To resolve this issue, set the net.ipv4.conf.all.rp_filter kernel tunable parameter value to 2.
sysctl -w net.ipv4.conf.all.rp_filter=2
To make this change persistent across reboots, add the tunable to the /etc/sysctl.conf file.
Strict filtering means that when a packet comes into the system, the kernel looks up the source IP in its routing table to see if the interface the packet came in on is the same interface it would use to send a packet to that IP.
If the interfaces are the same, the packet has passed the strict filtering test and is processed normally. If the interfaces differ, the packet is discarded and not processed further. In CentOS 7 and later, the IPReversePathFilter counter goes up.
The main effect of strict filtering is that the system will only talk to a remote IP address through a specific interface. Set up static routes to control which interface responds to a particular IP or network remotely.
The filtering method is controlled globally by the sysctl net.ipv4.conf.all.rp_filter
Setting the sysctl net.ipv4.conf.all.rp_filter to 2 (loose) will override the settings for each interface and turn off the strict check. Setting net.ipv4.conf.all.rp_filter to 0 (disabled) doesn't change the settings for each interface, so it's not a good idea.
Note that if the strict check is not done, the system may answer a packet through a different interface than the one it came in on. Whether this leads to the expected connectivity depends on many things outside of the system, like how the physical network is set up and how the firewall is set up.
Check the value of the rp_filter sysctls.

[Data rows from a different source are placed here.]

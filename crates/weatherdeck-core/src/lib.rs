// NOTE: weatherdeck Architecture Rationale
//
// Why id-lists (not copies of records)?
// - The dataset could come from an external source in a future build;
//   derived lists that copy records would need resyncing on every change
// - Search results and favorites stay valid as long as the ids resolve
// - Trade-off: rendering resolves ids on every pass, but the lists can
//   never disagree with the canonical records
//
// Why recompute search results per keystroke (not patch incrementally)?
// - The filter is a pure function of (records, query); recomputing makes
//   drift impossible
// - Incremental patching would need to handle query growth and shrinkage
//   separately, for no measurable win at this dataset size

pub mod error;
pub mod row;
pub mod source;
pub mod state;

pub use error::{Error, Result};
pub use row::{FavoriteAction, RecordRow, format_temperature, render_row, unit_switch_label};
pub use source::{BundledSource, CsvFileSource, JsonFileSource, RecordSource, source_for_path};
pub use state::DashboardState;
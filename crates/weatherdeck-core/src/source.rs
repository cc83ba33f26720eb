//! Record sources: where the canonical dataset comes from.
//!
//! A source hands the controller a finite, ordered list of records with
//! unique ids. The controller treats the result as read-only for the rest
//! of the session.

use crate::error::{Error, Result};
use once_cell::sync::Lazy;
use std::collections::HashSet;
use std::path::{Path, PathBuf};
use weatherdeck_types::WeatherRecord;

/// Supplies the canonical record list at startup.
pub trait RecordSource {
    /// Human-readable origin, for diagnostics ("bundled dataset",
    /// "JSON file /path/to/x.json", ...)
    fn describe(&self) -> String;

    fn fetch(&self) -> Result<Vec<WeatherRecord>>;
}

/// Reject a dataset whose ids are not unique.
///
/// Derived id-lists reference records by id, so a duplicate would make
/// resolution ambiguous. Failing at the boundary keeps every later
/// operation total.
pub fn validate_unique_ids(records: &[WeatherRecord]) -> Result<()> {
    let mut seen = HashSet::with_capacity(records.len());
    for record in records {
        if !seen.insert(record.id) {
            return Err(Error::DuplicateRecordId(record.id));
        }
    }
    Ok(())
}

static BUNDLED_RECORDS: Lazy<Vec<WeatherRecord>> = Lazy::new(|| {
    serde_json::from_str(include_str!("bundled_records.json"))
        .expect("bundled dataset is valid JSON")
});

/// The demo dataset compiled into the binary. Used when no data file is
/// configured, so the dashboard works out of the box.
#[derive(Debug, Default)]
pub struct BundledSource;

impl RecordSource for BundledSource {
    fn describe(&self) -> String {
        "bundled dataset".to_string()
    }

    fn fetch(&self) -> Result<Vec<WeatherRecord>> {
        Ok(BUNDLED_RECORDS.clone())
    }
}

/// A dataset stored as a JSON array of records.
#[derive(Debug)]
pub struct JsonFileSource {
    path: PathBuf,
}

impl JsonFileSource {
    pub fn new(path: impl Into<PathBuf>) -> Self {
        Self { path: path.into() }
    }
}

impl RecordSource for JsonFileSource {
    fn describe(&self) -> String {
        format!("JSON file {}", self.path.display())
    }

    fn fetch(&self) -> Result<Vec<WeatherRecord>> {
        let content = std::fs::read_to_string(&self.path)?;
        let records = serde_json::from_str(&content)?;
        Ok(records)
    }
}

/// A dataset stored as headered CSV (`id,city,temperature_c,description`).
#[derive(Debug)]
pub struct CsvFileSource {
    path: PathBuf,
}

impl CsvFileSource {
    pub fn new(path: impl Into<PathBuf>) -> Self {
        Self { path: path.into() }
    }
}

impl RecordSource for CsvFileSource {
    fn describe(&self) -> String {
        format!("CSV file {}", self.path.display())
    }

    fn fetch(&self) -> Result<Vec<WeatherRecord>> {
        let mut reader = csv::Reader::from_path(&self.path)?;
        let mut records = Vec::new();
        for row in reader.deserialize() {
            let record: WeatherRecord = row?;
            records.push(record);
        }
        Ok(records)
    }
}

/// Pick a source implementation from a dataset path's extension.
pub fn source_for_path(path: &Path) -> Result<Box<dyn RecordSource>> {
    let ext = path
        .extension()
        .and_then(|e| e.to_str())
        .unwrap_or("")
        .to_ascii_lowercase();

    match ext.as_str() {
        "json" => Ok(Box::new(JsonFileSource::new(path))),
        "csv" => Ok(Box::new(CsvFileSource::new(path))),
        other => Err(Error::UnsupportedFormat(if other.is_empty() {
            path.display().to_string()
        } else {
            format!(".{}", other)
        })),
    }
}
//! View-models: display decisions made once, consumed by every surface.
//!
//! The TUI, the console table, and the JSON output all render from these
//! structs, so labels and temperature strings cannot diverge between
//! surfaces.

use serde::Serialize;
use weatherdeck_core::{DashboardState, render_row, unit_switch_label};
use weatherdeck_types::{RecordId, TemperatureUnit, WeatherRecord};

#[derive(Debug, Clone, Serialize)]
pub struct RowViewModel {
    pub id: RecordId,
    pub city: String,
    pub temperature: String,
    pub description: String,
    pub action_label: String,
    pub is_favorite: bool,
}

impl RowViewModel {
    pub fn from_record(record: &WeatherRecord, unit: TemperatureUnit, is_favorite: bool) -> Self {
        let row = render_row(record, unit, is_favorite);
        Self {
            id: row.id,
            city: row.city,
            temperature: row.temperature,
            description: row.description,
            action_label: row.action.label().to_string(),
            is_favorite,
        }
    }
}

#[derive(Debug, Clone, Serialize)]
pub struct ListViewModel {
    pub title: String,
    pub empty_hint: String,
    pub rows: Vec<RowViewModel>,
}

#[derive(Debug, Clone, Serialize)]
pub struct DashboardViewModel {
    pub query: String,
    pub unit_label: String,
    pub switch_hint: String,
    pub results: ListViewModel,
    pub favorites: ListViewModel,
}

fn rows_for(records: &[&WeatherRecord], state: &DashboardState) -> Vec<RowViewModel> {
    records
        .iter()
        .map(|record| RowViewModel::from_record(record, state.unit(), state.is_favorite(record.id)))
        .collect()
}

/// Rows for the current search results (the one-shot `list` command and
/// the TUI results panel share this).
pub fn search_rows(state: &DashboardState) -> Vec<RowViewModel> {
    rows_for(&state.search_results(), state)
}

/// Rows for the favorites list, in insertion order.
pub fn favorite_rows(state: &DashboardState) -> Vec<RowViewModel> {
    rows_for(&state.favorites(), state)
}

pub fn dashboard_view_model(state: &DashboardState) -> DashboardViewModel {
    let results = search_rows(state);
    let favorites = favorite_rows(state);

    DashboardViewModel {
        query: state.query().to_string(),
        unit_label: format!("Unit: {}", state.unit().suffix()),
        switch_hint: unit_switch_label(state.unit()).to_string(),
        results: ListViewModel {
            title: format!("Search results ({})", results.len()),
            empty_hint: "No matching records".to_string(),
            rows: results,
        },
        favorites: ListViewModel {
            title: format!("Favorite cities ({})", favorites.len()),
            empty_hint: "No favorites yet - press Enter on a result to add one".to_string(),
            rows: favorites,
        },
    }
}

#[cfg(test)]
mod tests {
    use super::*;
    use weatherdeck_core::{RecordSource, Result};

    struct Pair;

    impl RecordSource for Pair {
        fn describe(&self) -> String {
            "pair".to_string()
        }

        fn fetch(&self) -> Result<Vec<WeatherRecord>> {
            Ok(vec![
                WeatherRecord::new(1, "New York", 20.0, "Partly cloudy"),
                WeatherRecord::new(2, "Paris", 15.0, "Light rain"),
            ])
        }
    }

    fn loaded_state() -> DashboardState {
        let mut state = DashboardState::default();
        state.load_initial_data(&Pair).unwrap();
        state
    }

    #[test]
    fn test_dashboard_view_model_reflects_search_and_favorites() {
        let mut state = loaded_state();
        state.search("par");
        state.add_favorite(RecordId::new(2));

        let model = dashboard_view_model(&state);
        assert_eq!(model.query, "par");
        assert_eq!(model.results.title, "Search results (1)");
        assert_eq!(model.results.rows[0].city, "Paris");
        assert_eq!(model.results.rows[0].action_label, "Remove from favorites");
        assert_eq!(model.favorites.rows[0].city, "Paris");
    }

    #[test]
    fn test_switch_hint_names_the_next_unit() {
        let mut state = loaded_state();
        let model = dashboard_view_model(&state);
        assert_eq!(model.unit_label, "Unit: °C");
        assert_eq!(model.switch_hint, "Switch to Fahrenheit");

        state.toggle_unit();
        let model = dashboard_view_model(&state);
        assert_eq!(model.unit_label, "Unit: °F");
        assert_eq!(model.switch_hint, "Switch to Celsius");
    }

    #[test]
    fn test_row_view_model_converts_for_display_only() {
        let state = loaded_state();
        let rows = search_rows(&state);
        assert_eq!(rows[1].temperature, "15.0°C");

        // The canonical record is untouched by display conversion
        assert_eq!(state.record(RecordId::new(2)).unwrap().temperature_c, 15.0);
    }
}
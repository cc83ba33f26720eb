//! Plain console rendering for the one-shot `list` command.
//!
//! Fixed-width columns in the style of the TUI panels. Styling is applied
//! only when stdout is a terminal; piped output stays plain.

use is_terminal::IsTerminal;
use owo_colors::OwoColorize;

use crate::presentation::view_models::RowViewModel;

const CITY_WIDTH: usize = 18;
const TEMP_WIDTH: usize = 8;
const DESC_WIDTH: usize = 24;

// marker + city + gap + temp + gap + desc + gap + widest action label
const TABLE_WIDTH: usize = 2 + CITY_WIDTH + 1 + TEMP_WIDTH + 2 + DESC_WIDTH + 2 + 23;

/// Render rows as an aligned table, one line per row plus header and
/// separator. Pure; colorization happens in `print_rows`.
pub fn format_rows(rows: &[RowViewModel]) -> Vec<String> {
    let mut lines = Vec::with_capacity(rows.len() + 2);

    lines.push(table_line("  ", "CITY", "TEMP", "DESCRIPTION", "ACTION"));
    lines.push("-".repeat(TABLE_WIDTH));

    for row in rows {
        let marker = if row.is_favorite { "★ " } else { "  " };
        lines.push(table_line(
            marker,
            &truncate(&row.city, CITY_WIDTH),
            &row.temperature,
            &truncate(&row.description, DESC_WIDTH),
            &format!("[{}]", row.action_label),
        ));
    }

    lines
}

fn table_line(marker: &str, city: &str, temp: &str, description: &str, action: &str) -> String {
    format!(
        "{}{:<city$} {:>temp$}  {:<desc$}  {}",
        marker,
        city,
        temp,
        description,
        action,
        city = CITY_WIDTH,
        temp = TEMP_WIDTH,
        desc = DESC_WIDTH,
    )
}

/// Print the table to stdout, styled when attached to a terminal and
/// truncated to its width.
pub fn print_rows(rows: &[RowViewModel]) {
    let is_tty = std::io::stdout().is_terminal();
    let width = terminal_size::terminal_size()
        .map(|(w, _)| w.0 as usize)
        .unwrap_or(TABLE_WIDTH);

    for (index, line) in format_rows(rows).into_iter().enumerate() {
        let line = truncate(&line, width);
        if is_tty && index == 0 {
            println!("{}", line.bold());
        } else {
            println!("{}", line);
        }
    }

    if rows.is_empty() {
        let hint = "No matching records";
        if is_tty {
            println!("{}", hint.dimmed());
        } else {
            println!("{}", hint);
        }
    }
}

fn truncate(s: &str, max_chars: usize) -> String {
    if s.chars().count() <= max_chars {
        s.to_string()
    } else {
        let kept: String = s.chars().take(max_chars.saturating_sub(1)).collect();
        format!("{}…", kept)
    }
}
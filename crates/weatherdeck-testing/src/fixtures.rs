//! Dataset fixtures for integration tests.
//!
//! Provides a small, stable record set and helpers that place it on disk
//! in the formats the CLI accepts, inside an isolated temp directory.

use anyhow::Result;
use std::path::{Path, PathBuf};
use tempfile::TempDir;
use weatherdeck_types::WeatherRecord;

/// The record set used across tests.
///
/// Deliberately includes the New York / Paris pair with their well-known
/// temperatures, which several assertions rely on.
pub fn sample_records() -> Vec<WeatherRecord> {
    vec![
        WeatherRecord::new(1, "New York", 20.0, "Partly cloudy"),
        WeatherRecord::new(2, "Paris", 15.0, "Light rain"),
        WeatherRecord::new(3, "London", 12.5, "Overcast"),
        WeatherRecord::new(4, "Tokyo", 26.0, "Humid, clear skies"),
    ]
}

/// Isolated temp directory that can materialize datasets in the formats
/// the CLI understands.
pub struct DatasetFixture {
    temp_dir: TempDir,
}

impl Default for DatasetFixture {
    fn default() -> Self {
        Self::new()
    }
}

impl DatasetFixture {
    pub fn new() -> Self {
        let temp_dir = TempDir::new().expect("Failed to create temp dir");
        Self { temp_dir }
    }

    pub fn path(&self) -> &Path {
        self.temp_dir.path()
    }

    /// Write records as a JSON dataset and return its path.
    pub fn json_dataset(&self, name: &str, records: &[WeatherRecord]) -> Result<PathBuf> {
        let path = self.temp_dir.path().join(name);
        std::fs::write(&path, serde_json::to_string_pretty(records)?)?;
        Ok(path)
    }

    /// Write records as a headered CSV dataset and return its path.
    pub fn csv_dataset(&self, name: &str, records: &[WeatherRecord]) -> Result<PathBuf> {
        let path = self.temp_dir.path().join(name);
        let mut writer = csv::Writer::from_path(&path)?;
        for record in records {
            writer.serialize(record)?;
        }
        writer.flush()?;
        Ok(path)
    }

    /// Write arbitrary file content (for malformed-input tests).
    pub fn raw_file(&self, name: &str, content: &str) -> Result<PathBuf> {
        let path = self.temp_dir.path().join(name);
        std::fs::write(&path, content)?;
        Ok(path)
    }
}
//! Status and Peers queries.

use super::ControlService;
use super::protocol::{ConnectionInfo, PeerConnectionInfo, PeersReply, StatusReply};

impl ControlService {
    /// Reconcile configured peers with live connectivity.
    ///
    /// A configured peer counts as connected once, however many sessions it
    /// has, but each of its sessions gets its own entry. Peers with no live
    /// session contribute nothing.
    pub fn status(&self) -> StatusReply {
        let mut connected_peers = 0;
        let mut peer_connections = Vec::new();

        for peer in self.topology.peers() {
            if !self.mesh.is_connected(peer) {
                continue;
            }
            connected_peers += 1;

            let latency = self.mesh.latency(peer);
            for conn in self.mesh.connections_to(peer) {
                peer_connections.push(PeerConnectionInfo {
                    address: conn.remote_addr,
                    peer: *peer,
                    latency,
                });
            }
        }

        StatusReply {
            local_id: self.mesh.local_identity(),
            total_connections: self.mesh.connections().len(),
            connected_peers,
            peer_connections,
            configured_peers: self.topology.peers().len(),
            listen_addrs: self.mesh.listen_addrs(),
        }
    }

    /// Every live connection, in the order the mesh reports them.
    pub fn peers(&self) -> PeersReply {
        let connections = self
            .mesh
            .connections()
            .into_iter()
            .map(|c| ConnectionInfo {
                address: c.remote_addr,
                peer: c.remote_peer,
            })
            .collect();
        PeersReply { connections }
    }
}
//! Static route entries (`routes[]`).

use ipnet::IpNet;
use serde::{Deserialize, Serialize};

/// A configured route: traffic for `network` is delivered to `target`.
#[derive(Debug, Clone, PartialEq, Eq, Serialize, Deserialize)]
pub struct RouteConfig {
    /// Destination network in CIDR notation (`routes[].network`).
    pub network: IpNet,

    /// npub of the peer responsible for the network (`routes[].target`).
    pub target: String,
}

impl RouteConfig {
    pub fn new(network: IpNet, target: impl Into<String>) -> Self {
        Self {
            network,
            target: target.into(),
        }
    }
}
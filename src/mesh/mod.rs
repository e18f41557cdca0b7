//! Live mesh connectivity as seen by the control plane.
//!
//! The transport layer owns sessions, NAT traversal and encryption. The
//! control plane only needs a read-only view of the result: who is connected,
//! over which remote addresses, and how far away they are. [`MeshView`] is
//! that seam; [`MeshState`] is the in-process implementation the transport
//! layer feeds.

mod state;

use std::time::Duration;

use serde::{Deserialize, Serialize};

use crate::PeerIdentity;

pub use state::{MeshState, SrttEstimator};

/// One live session to a remote peer.
#[derive(Debug, Clone, PartialEq, Eq, Serialize, Deserialize)]
pub struct Connection {
    /// Transport address of the remote end, e.g. `udp/192.0.2.7:4000`.
    pub remote_addr: String,
    /// Authenticated identity of the remote end.
    pub remote_peer: PeerIdentity,
}

impl Connection {
    pub fn new(remote_addr: impl Into<String>, remote_peer: PeerIdentity) -> Self {
        Self {
            remote_addr: remote_addr.into(),
            remote_peer,
        }
    }
}

/// Read-only view of the local node and its live connections.
///
/// Implementations answer from local state; none of these calls may block
/// on network round-trips.
pub trait MeshView: Send + Sync {
    /// This node's identity.
    fn local_identity(&self) -> PeerIdentity;

    /// Whether at least one live session to `peer` exists.
    fn is_connected(&self, peer: &PeerIdentity) -> bool;

    /// Live connections to `peer`, in establishment order.
    fn connections_to(&self, peer: &PeerIdentity) -> Vec<Connection>;

    /// Smoothed round-trip estimate for `peer`. Zero when never measured.
    fn latency(&self, peer: &PeerIdentity) -> Duration;

    /// Every live connection, configured peer or not.
    fn connections(&self) -> Vec<Connection>;

    /// Addresses this node is listening on.
    fn listen_addrs(&self) -> Vec<String>;
}
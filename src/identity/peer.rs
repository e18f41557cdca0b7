//! Remote peer identity (public key only).

use secp256k1::XOnlyPublicKey;
use serde::{Deserialize, Deserializer, Serialize, Serializer};
use std::fmt;
use std::str::FromStr;

use super::{IdentityError, decode_npub, encode_npub};

/// A peer's identity in the mesh.
///
/// Serialized as its npub string, so configuration files, control replies
/// and CLI arguments all share one textual form.
#[derive(Clone, Copy, PartialEq, Eq, Hash)]
pub struct PeerIdentity {
    pubkey: XOnlyPublicKey,
}

impl PeerIdentity {
    /// Create a PeerIdentity from an x-only public key.
    pub fn from_pubkey(pubkey: XOnlyPublicKey) -> Self {
        Self { pubkey }
    }

    /// Create a PeerIdentity from a bech32-encoded npub string.
    pub fn from_npub(npub: &str) -> Result<Self, IdentityError> {
        Ok(Self::from_pubkey(decode_npub(npub)?))
    }

    /// Return the x-only public key.
    pub fn pubkey(&self) -> XOnlyPublicKey {
        self.pubkey
    }

    /// Return the public key as a bech32-encoded npub string (NIP-19).
    pub fn npub(&self) -> String {
        encode_npub(&self.pubkey)
    }

    /// Abbreviated npub for log lines and tables: `npub1abcd…wxyz`.
    pub fn short_npub(&self) -> String {
        let npub = self.npub();
        format!("{}…{}", &npub[..9], &npub[npub.len() - 4..])
    }
}

impl FromStr for PeerIdentity {
    type Err = IdentityError;

    fn from_str(s: &str) -> Result<Self, Self::Err> {
        Self::from_npub(s)
    }
}

impl fmt::Debug for PeerIdentity {
    fn fmt(&self, f: &mut fmt::Formatter<'_>) -> fmt::Result {
        f.debug_tuple("PeerIdentity").field(&self.short_npub()).finish()
    }
}

impl fmt::Display for PeerIdentity {
    fn fmt(&self, f: &mut fmt::Formatter<'_>) -> fmt::Result {
        write!(f, "{}", self.npub())
    }
}

impl Serialize for PeerIdentity {
    fn serialize<S: Serializer>(&self, serializer: S) -> Result<S::Ok, S::Error> {
        serializer.serialize_str(&self.npub())
    }
}

impl<'de> Deserialize<'de> for PeerIdentity {
    fn deserialize<D: Deserializer<'de>>(deserializer: D) -> Result<Self, D::Error> {
        let npub = String::deserialize(deserializer)?;
        Self::from_npub(&npub).map_err(serde::de::Error::custom)
    }
}
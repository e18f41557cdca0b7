//! Control socket listener.
//!
//! Binds a Unix socket at the path named by the configured listen address,
//! restricts it to owner and group, and serves control sessions until the
//! shutdown signal fires.

use std::fs::Permissions;
use std::io;
use std::os::unix::fs::{FileTypeExt, PermissionsExt};
use std::path::{Path, PathBuf};
use std::sync::Arc;
use std::time::Duration;

use thiserror::Error;
use tokio::io::{AsyncBufRead, AsyncBufReadExt, AsyncReadExt, AsyncWriteExt, BufReader};
use tokio::net::{UnixListener, UnixStream};
use tokio::sync::watch;
use tracing::{debug, info, warn};

use super::protocol::{Request, Response};
use super::{ControlError, ControlService};
use crate::config::ControlConfig;

/// File mode applied to the socket after binding: rwx for owner and group.
pub const SOCKET_MODE: u32 = 0o770;

/// Longest request line a session will buffer, excluding the newline.
pub const MAX_REQUEST_LINE: usize = 64 * 1024;

/// Protocol prefix of a Unix socket listen address.
const UNIX_PROTOCOL: &str = "/unix";

/// Pause after a failed accept. A connection the listener cannot take
/// (out of file descriptors) stays queued and keeps the socket readable.
const ACCEPT_ERROR_BACKOFF: Duration = Duration::from_millis(100);

/// Errors bringing up the control socket.
#[derive(Debug, Error)]
pub enum SocketError {
    #[error("invalid control listen address '{addr}': {reason}")]
    InvalidListenAddr { addr: String, reason: &'static str },

    #[error("control socket {0} is already served by another process")]
    AddrInUse(PathBuf),

    #[error("failed to bind control socket {path}: {source}")]
    Bind { path: PathBuf, source: io::Error },
}

/// Extract the filesystem path from a `/unix/<path>` listen address.
///
/// `/unix/run/meshd/control.sock` names `/run/meshd/control.sock`.
pub fn unix_socket_path(listen: &str) -> Result<PathBuf, SocketError> {
    let invalid = |reason| SocketError::InvalidListenAddr {
        addr: listen.to_string(),
        reason,
    };

    let rest = listen
        .strip_prefix(UNIX_PROTOCOL)
        .ok_or_else(|| invalid("expected /unix/<path>"))?;
    if !rest.starts_with('/') || rest.trim_start_matches('/').is_empty() {
        return Err(invalid("missing socket path"));
    }
    if rest.contains('\0') {
        return Err(invalid("socket path contains NUL"));
    }
    Ok(PathBuf::from(rest))
}

/// A bound control socket. The socket file is removed when this is dropped.
#[derive(Debug)]
pub struct ControlSocket {
    listener: UnixListener,
    path: PathBuf,
}

impl ControlSocket {
    /// Bind the socket named by `config.listen`.
    ///
    /// Must be called from within a Tokio runtime.
    pub fn bind(config: &ControlConfig) -> Result<Self, SocketError> {
        Self::bind_path(unix_socket_path(&config.listen)?)
    }

    /// Bind a socket at `path`.
    ///
    /// A socket file left behind by a dead daemon is replaced; one that still
    /// accepts connections is not. Failure to apply [`SOCKET_MODE`] is logged
    /// and otherwise ignored.
    pub fn bind_path(path: impl Into<PathBuf>) -> Result<Self, SocketError> {
        let path = path.into();
        let bind_err = |source| SocketError::Bind {
            path: path.clone(),
            source,
        };

        if let Some(parent) = path.parent()
            && !parent.as_os_str().is_empty()
        {
            std::fs::create_dir_all(parent).map_err(bind_err)?;
        }

        remove_stale_socket(&path)?;

        let listener = UnixListener::bind(&path).map_err(bind_err)?;

        if let Err(e) = std::fs::set_permissions(&path, Permissions::from_mode(SOCKET_MODE)) {
            warn!(path = %path.display(), error = %e, "Failed to set control socket permissions");
        }

        info!(path = %path.display(), "Control socket ready");
        Ok(Self { listener, path })
    }

    pub fn path(&self) -> &Path {
        &self.path
    }

    /// Accept sessions until `shutdown` turns true or its sender goes away.
    ///
    /// Each session runs on its own task. Sessions still open at shutdown
    /// are not waited for.
    pub async fn run(self, service: Arc<ControlService>, mut shutdown: watch::Receiver<bool>) {
        if *shutdown.borrow() {
            return;
        }

        'accept: loop {
            tokio::select! {
                changed = shutdown.changed() => {
                    if changed.is_err() || *shutdown.borrow() {
                        break 'accept;
                    }
                }
                accepted = self.listener.accept() => {
                    match accepted {
                        Ok((stream, _)) => {
                            let service = Arc::clone(&service);
                            tokio::spawn(async move {
                                if let Err(e) = serve_session(stream, service).await {
                                    debug!(error = %e, "Control session ended with error");
                                }
                            });
                        }
                        Err(e) => {
                            warn!(error = %e, "Control socket accept error");
                            tokio::select! {
                                changed = shutdown.changed() => {
                                    if changed.is_err() || *shutdown.borrow() {
                                        break 'accept;
                                    }
                                }
                                _ = tokio::time::sleep(ACCEPT_ERROR_BACKOFF) => {}
                            }
                        }
                    }
                }
            }
        }

        info!(path = %self.path.display(), "Closing control socket");
    }
}

impl Drop for ControlSocket {
    fn drop(&mut self) {
        if let Err(e) = std::fs::remove_file(&self.path)
            && e.kind() != io::ErrorKind::NotFound
        {
            warn!(path = %self.path.display(), error = %e, "Failed to remove control socket");
        }
    }
}

/// Clear the way for binding at `path`.
fn remove_stale_socket(path: &Path) -> Result<(), SocketError> {
    let metadata = match std::fs::symlink_metadata(path) {
        Ok(m) => m,
        Err(_) => return Ok(()),
    };
    // Anything other than a socket is left for bind() to reject.
    if !metadata.file_type().is_socket() {
        return Ok(());
    }

    if std::os::unix::net::UnixStream::connect(path).is_ok() {
        return Err(SocketError::AddrInUse(path.to_path_buf()));
    }

    debug!(path = %path.display(), "Removing stale control socket");
    std::fs::remove_file(path).map_err(|source| SocketError::Bind {
        path: path.to_path_buf(),
        source,
    })
}

/// Outcome of reading one request line.
#[derive(Debug, PartialEq, Eq)]
enum LineRead {
    Line,
    TooLong,
    Eof,
}

/// Read one newline-terminated line into `buf`, without the terminator.
///
/// A line longer than [`MAX_REQUEST_LINE`] is discarded up to and including
/// its newline and reported as [`LineRead::TooLong`]; `buf` never grows
/// past the cap.
async fn read_request_line<R>(reader: &mut R, buf: &mut Vec<u8>) -> io::Result<LineRead>
where
    R: AsyncBufRead + Unpin,
{
    buf.clear();
    let limit = MAX_REQUEST_LINE as u64 + 1;
    let n = (&mut *reader).take(limit).read_until(b'\n', buf).await?;
    if n == 0 {
        return Ok(LineRead::Eof);
    }

    if buf.last() == Some(&b'\n') {
        buf.pop();
        if buf.last() == Some(&b'\r') {
            buf.pop();
        }
        return Ok(LineRead::Line);
    }
    if n <= MAX_REQUEST_LINE {
        // Final line without a newline.
        return Ok(LineRead::Line);
    }

    buf.clear();
    loop {
        let available = reader.fill_buf().await?;
        if available.is_empty() {
            break;
        }
        match available.iter().position(|&b| b == b'\n') {
            Some(pos) => {
                reader.consume(pos + 1);
                break;
            }
            None => {
                let len = available.len();
                reader.consume(len);
            }
        }
    }
    Ok(LineRead::TooLong)
}

/// Answer requests on one session until the client hangs up.
async fn serve_session(stream: UnixStream, service: Arc<ControlService>) -> io::Result<()> {
    let (reader, mut writer) = stream.into_split();
    let mut reader = BufReader::new(reader);
    let mut line = Vec::new();

    loop {
        let response = match read_request_line(&mut reader, &mut line).await? {
            LineRead::Eof => break,
            LineRead::TooLong => Response::error(&ControlError::BadRequest(format!(
                "request line exceeds {} bytes",
                MAX_REQUEST_LINE
            ))),
            LineRead::Line if line.trim_ascii().is_empty() => continue,
            LineRead::Line => match serde_json::from_slice::<Request>(&line) {
                Ok(request) => {
                    debug!(method = request.method(), "Control request");
                    service.dispatch(request)
                }
                Err(e) => Response::error(&ControlError::BadRequest(e.to_string())),
            },
        };

        let mut out = serde_json::to_vec(&response).map_err(io::Error::other)?;
        out.push(b'\n');
        writer.write_all(&out).await?;
    }

    Ok(())
}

$ sysctl -a 2>/dev/null | grep "\.rp_filter" net.ipv4.conf.all.rp_filter = 1 net.ipv4.conf.default.rp_filter = 0 net.ipv4.conf.enp0s31f6.rp_filter = 0 net.ipv4.conf.lo.rp_filter = 0 net.ipv4.conf.tun0.rp_filter = 0 net.ipv4.conf.virbr0.rp_filter = 0 net.ipv4.conf.virbr0-nic.rp_filter = 0 net.ipv4.conf.virbr1.rp_filter = 0 net.ipv4.conf.virbr1-nic.rp_filter = 0 net.ipv4.conf.wlp58s0.rp_filter = 0
Check the IPReversePathFilter SNMP counter for CentOS 7 and higher. If strict filtering means that packets are being ignored, this counter will go up each time.
$ nstat -rsz | grep IPReversePathFilter TcpExtIPReversePathFilter 52537 0.0 $ netstat -s | grep IPReversePathFilter IPReversePathFilter: 52537
Do a route lookup for a remote IP whose packets seem to be ignored by the system to find out which interface the system will use to connect to that remote IP. If this is not the same interface that the packets from the remote IP come in on, strict enforcement will throw them away.